Personal information
- Full name: Osmar Donizete Cândido
- Date of birth: 24 October 1968 (age 57)
- Place of birth: Prados, Minas Gerais, Brazil
- Height: 1.79 m (5 ft 10 in)
- Position(s): Winger; striker;

Team information
- Current team: CFZ do Rio (assistant manager)

Senior career*
- Years: Team / Apps / (Gls)
- 1987–1988: Volta Redonda / 0 / (0)
- 1988–1989: São José-SP / 0 / (0)
- 1989–1990: Botafogo / 15 / (1)
- 1990–1995: Tecos UAG / 183 / (39)
- 1995–1996: Botafogo / 24 / (6)
- 1996: Verdy Kawasaki / 14 / (6)
- 1996–1997: Benfica / 16 / (7)
- 1997: Corinthians / 21 / (4)
- 1997–2000: Vasco da Gama / 30 / (8)
- 1997: → Cruzeiro (loan) / 0 / (0)
- 2000: Tigres / 11 / (0)
- 2000–2001: Botafogo / 17 / (3)
- 2001: Palmeiras / 6 / (1)
- 2003: Tecos UAG / 18 / (3)
- 2003: Vasco da Gama / 15 / (3)
- 2004–2005: Tecos UAG / 8 / (0)
- 2005: Macaé / 0 / (0)
- 2006: Londrina / 0 / (0)
- Total:  / 378 / (81)

International career
- 1995–1998: Brazil / 9 / (2)

Managerial career
- 2015: CFZ do Rio (assistant manager)

Medal record
Representing Brazil
Men's football
CONCACAF Gold Cup
| Bronze medal – third place | 1998 United States |  |

= Donizete Pantera =

Brazilian footballer (born 1968)

Osmar Donizete Cândido (born 24 October 1968, known as Donizete Pantera, is a Brazilian retired footballer, who played as a forward, and the assistant manager at CFZ do Rio.

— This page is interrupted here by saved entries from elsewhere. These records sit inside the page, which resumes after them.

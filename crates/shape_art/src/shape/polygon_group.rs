//! A ring of shapes placed on the vertices of a regular polygon.
use rand::RngCore;

use crate::canvas::{DrawnElement, Geometry, Paint};
use crate::error::Result;
use crate::geometry::regular_polygon_vertices;
use crate::shape::polygon::{check_vertex_count, resolve_vertex_count};
use crate::shape::{DrawParams, ShapeDraw};
use crate::style::{pick_required, StyleSampler};

/// What a [`PolygonGroup`] draws on each outer vertex.
#[derive(Clone, Copy, Debug, PartialEq, Eq)]
pub enum VertexElements {
    Circle,
    Polygon,
}

impl VertexElements {
    /// `"circle"` selects circles; any other mode name selects polygons.
    pub fn from_mode(mode: &str) -> Self {
        if mode == "circle" {
            VertexElements::Circle
        } else {
            VertexElements::Polygon
        }
    }
}

/// Polygon group with vertex count, vertex elements and center outline fixed at build time.
#[derive(Clone, Copy, Debug, PartialEq, Eq)]
pub struct PolygonGroup {
    pub vertex_count: usize,
    pub vertex_elements: VertexElements,
    pub center_elements: bool,
}

impl PolygonGroup {
    pub fn new(
        vertex_count: usize,
        vertex_elements: VertexElements,
        center_elements: bool,
    ) -> Result<Self> {
        check_vertex_count(vertex_count)?;
        Ok(Self {
            vertex_count,
            vertex_elements,
            center_elements,
        })
    }

    /// Pick vertex count, vertex element mode and center flag, in that order.
    pub fn from_options(
        id: &str,
        vertex_count_options: &[u32],
        vertex_elements: &[String],
        center_elements: &[bool],
        rng: &mut dyn RngCore,
    ) -> Result<Self> {
        let vertex_count =
            resolve_vertex_count(id, "vertex_count_options", vertex_count_options, rng)?;
        let mode = pick_required(id, "vertex_elements", vertex_elements, rng)?;
        let center = *pick_required(id, "center_elements", center_elements, rng)?;
        Ok(Self {
            vertex_count,
            vertex_elements: VertexElements::from_mode(mode),
            center_elements: center,
        })
    }
}

impl ShapeDraw for PolygonGroup {
    fn draw(
        &self,
        style: &StyleSampler<'_>,
        params: DrawParams,
        rng: &mut dyn RngCore,
    ) -> Result<DrawnElement> {
        let ring = regular_polygon_vertices(
            self.vertex_count,
            params.center,
            params.size,
            params.rotation,
        )?;

        let mut children = Vec::with_capacity(ring.len() + 1);
        if self.center_elements {
            let fill = style.fill(rng)?;
            let opacity = style.opacity(rng)?;
            let stroke = style.stroke(rng)?;
            children.push(DrawnElement::new(
                Geometry::Polygon {
                    points: ring.clone(),
                },
                Paint::fill(fill, opacity).with_stroke(stroke),
            ));
        }

        // Shared by every vertex child of this draw.
        let stroke = style.stroke(rng)?;
        for vertex in ring {
            let geometry = match self.vertex_elements {
                VertexElements::Circle => Geometry::Circle {
                    center: vertex,
                    radius: params.size / 2.0,
                },
                VertexElements::Polygon => Geometry::Polygon {
                    points: regular_polygon_vertices(
                        self.vertex_count,
                        vertex,
                        params.size,
                        params.rotation,
                    )?,
                },
            };
            let fill = style.fill(rng)?;
            let opacity = style.opacity(rng)?;
            children.push(DrawnElement::new(
                geometry,
                Paint::fill(fill, opacity).with_stroke(stroke.clone()),
            ));
        }

        Ok(DrawnElement::group(style.id, children))
    }
}

#[cfg(test)]
mod tests {
    use rand::rngs::StdRng;
    use rand::SeedableRng;

    use super::*;
    use crate::error::Error;
    use crate::geometry::Point;
    use crate::spec::StyleSpec;
    use crate::style::Stroke;

    fn style() -> StyleSpec {
        let mut style = StyleSpec::solid("red", 0.8, 30.0, 0.0)
            .with_stroke(vec!["black".into(), "white".into()], vec![1.0, 2.0, 3.0]);
        style.fill_options.push("blue".into());
        style
    }

    fn draw(group: PolygonGroup, seed: u64) -> DrawnElement {
        let style = style();
        let sampler = StyleSampler::new("ring", &style);
        let params = DrawParams::new(Point::new(100.0, 100.0), 30.0, 10.0);
        let mut rng = StdRng::seed_from_u64(seed);
        group.draw(&sampler, params, &mut rng).unwrap()
    }

    #[test]
    fn mode_names_other_than_circle_mean_polygon() {
        for (mode, expected) in [
            ("circle", VertexElements::Circle),
            ("polygon", VertexElements::Polygon),
            ("Circle", VertexElements::Polygon),
        ] {
            assert_eq!(VertexElements::from_mode(mode), expected);
        }
    }

    #[test]
    fn without_center_only_vertex_children_are_emitted() {
        let group = PolygonGroup::new(5, VertexElements::Circle, false).unwrap();
        let el = draw(group, 4);
        assert!(matches!(el.geometry, Geometry::Group { ref id, .. } if id == "ring"));

        let children = el.children();
        assert_eq!(children.len(), 5);
        for child in children {
            match child.geometry {
                Geometry::Circle { radius, .. } => assert_eq!(radius, 15.0),
                ref other => panic!("expected circle, got {other:?}"),
            }
        }
    }

    #[test]
    fn center_outline_comes_first() {
        let group = PolygonGroup::new(6, VertexElements::Circle, true).unwrap();
        let el = draw(group, 8);
        let children = el.children();
        assert_eq!(children.len(), 7);

        let Geometry::Polygon { ref points } = children[0].geometry else {
            panic!("first child should be the ring outline");
        };
        assert_eq!(points.len(), 6);
        assert!(children[0].paint.stroke.is_some());
    }

    #[test]
    fn vertex_children_share_one_stroke() {
        for seed in 0..10 {
            let group = PolygonGroup::new(4, VertexElements::Polygon, true).unwrap();
            let el = draw(group, seed);
            let strokes: Vec<&Stroke> = el.children()[1..]
                .iter()
                .map(|c| c.paint.stroke.as_ref().expect("stroked child"))
                .collect();
            assert!(strokes.windows(2).all(|w| w[0] == w[1]));
        }
    }

    #[test]
    fn nested_polygons_sit_on_ring_vertices() {
        let group = PolygonGroup::new(3, VertexElements::Polygon, false).unwrap();
        let el = draw(group, 1);
        let center = Point::new(100.0, 100.0);
        let ring = regular_polygon_vertices(3, center, 30.0, 10.0).unwrap();

        for (child, vertex) in el.children().iter().zip(ring) {
            let Geometry::Polygon { ref points } = child.geometry else {
                panic!("expected nested polygon");
            };
            assert_eq!(points.len(), 3);
            for p in points {
                assert!((p.distance(vertex) - 15.0).abs() < 1e-9);
            }
        }
    }

    #[test]
    fn construction_requires_every_pool() {
        let mut rng = StdRng::seed_from_u64(0);
        let modes = vec!["circle".to_string()];
        assert!(matches!(
            PolygonGroup::from_options("g", &[5], &[], &[true], &mut rng),
            Err(Error::EmptyPool {
                pool: "vertex_elements",
                ..
            })
        ));
        assert!(matches!(
            PolygonGroup::from_options("g", &[5], &modes, &[], &mut rng),
            Err(Error::EmptyPool {
                pool: "center_elements",
                ..
            })
        ));
        let group = PolygonGroup::from_options("g", &[5], &modes, &[true], &mut rng).unwrap();
        assert_eq!(
            group,
            PolygonGroup {
                vertex_count: 5,
                vertex_elements: VertexElements::Circle,
                center_elements: true
            }
        );
    }

    #[test]
    fn construction_choices_hold_for_every_draw() {
        let style = style();
        let sampler = StyleSampler::new("ring", &style);
        let counts = [3, 5, 8];
        let modes = vec!["circle".to_string(), "polygon".to_string()];
        let centers = [true, false];

        for build_seed in 0..8 {
            let mut rng = StdRng::seed_from_u64(build_seed);
            let built = PolygonGroup::from_options("ring", &counts, &modes, &centers, &mut rng);
            let group = built.unwrap();
            let expected_len = group.vertex_count + usize::from(group.center_elements);

            for draw_seed in 0..6 {
                let mut rng = StdRng::seed_from_u64(100 + draw_seed);
                let params = DrawParams::new(Point::new(50.0, 50.0), 10.0 + draw_seed as f64, 0.0);
                let el = group.draw(&sampler, params, &mut rng).unwrap();
                let children = el.children();
                assert_eq!(children.len(), expected_len);

                let vertex_children = &children[usize::from(group.center_elements)..];
                for child in vertex_children {
                    match (&child.geometry, group.vertex_elements) {
                        (Geometry::Circle { .. }, VertexElements::Circle) => {}
                        (Geometry::Polygon { points }, VertexElements::Polygon) => {
                            assert_eq!(points.len(), group.vertex_count);
                        }
                        (other, mode) => panic!("{mode:?} group drew {other:?}"),
                    }
                }
            }
        }
    }
}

Dubbed as Donizete Pantera, a nickname he received in Mexico, where he won the Balon de Oro for his performances in the 1993–94 Mexican Primera División. He also stood out as part of the Botafogo team that won 1995 Série A, plus would later be influential in the 1998 Copa Libertadores won by Vasco da Gama.

An international for Brazil from 1995 to 1998, he made nine caps and scored twice, but was not included in the squad for the 1998 FIFA World Cup, which he said to be the biggest disappointment of his life.

==Club career==
Born in Prados, Minas Gerais, Donizete Pantera started his career at Volta Redonda at age 19. After a few months with the third tier team, he moved to São José in 1988, where he help them finish runner-up in the Campeonato Paulista in 1989, losing out to São Paulo.

His performances led him to sign with Botafogo. With competition from Paulinho Criciúma and Milton Cruz, he only made 15 appearances in the Brasileirão, scoring once, on 14 October 1989 against Vitória. In 1990, Donizete Pantera moved to Tecos UAG, spending five seasons there, being an important part in the conquest of the first and only league title for the Mexican side. On 30 April 1994, in the second leg of the championship final against Santos Laguna, with Tecos needing a goal to win the title; Donizete made an individual effort past Santos defence, scoring the second and decisive title. For his influence, he won that season award for best player in the league, the Balon de Oro.

In 1995, he returned to Botafogo, and partnered with Túlio Maravilha in the conquest of second league title for the club. He described the partnership as the best he ever had, "I returned to Brazil in 1995 and had the opportunity to take part in the conquest of the only league title of the Brazilian club. Me and Túlio, who was in an impressive form, scored in every way imaginable, he was the best partner I had"

For the following two seasons, Donizete Pantera moved abroad, playing first at Verdy Kawasaki in the J1 League in 1996 and then moving to Portugal, playing for Benfica. He debuted on 18 August 1996, in the first leg of 1996 Supertaça against Porto, scoring his first goal on 7 September, a double against Gil Vicente. He partnered with João Pinto in the six month he spent at Estádio da Luz, scoring 9 goals in 22 appearances, leaving in late January 1997 for Corinthians.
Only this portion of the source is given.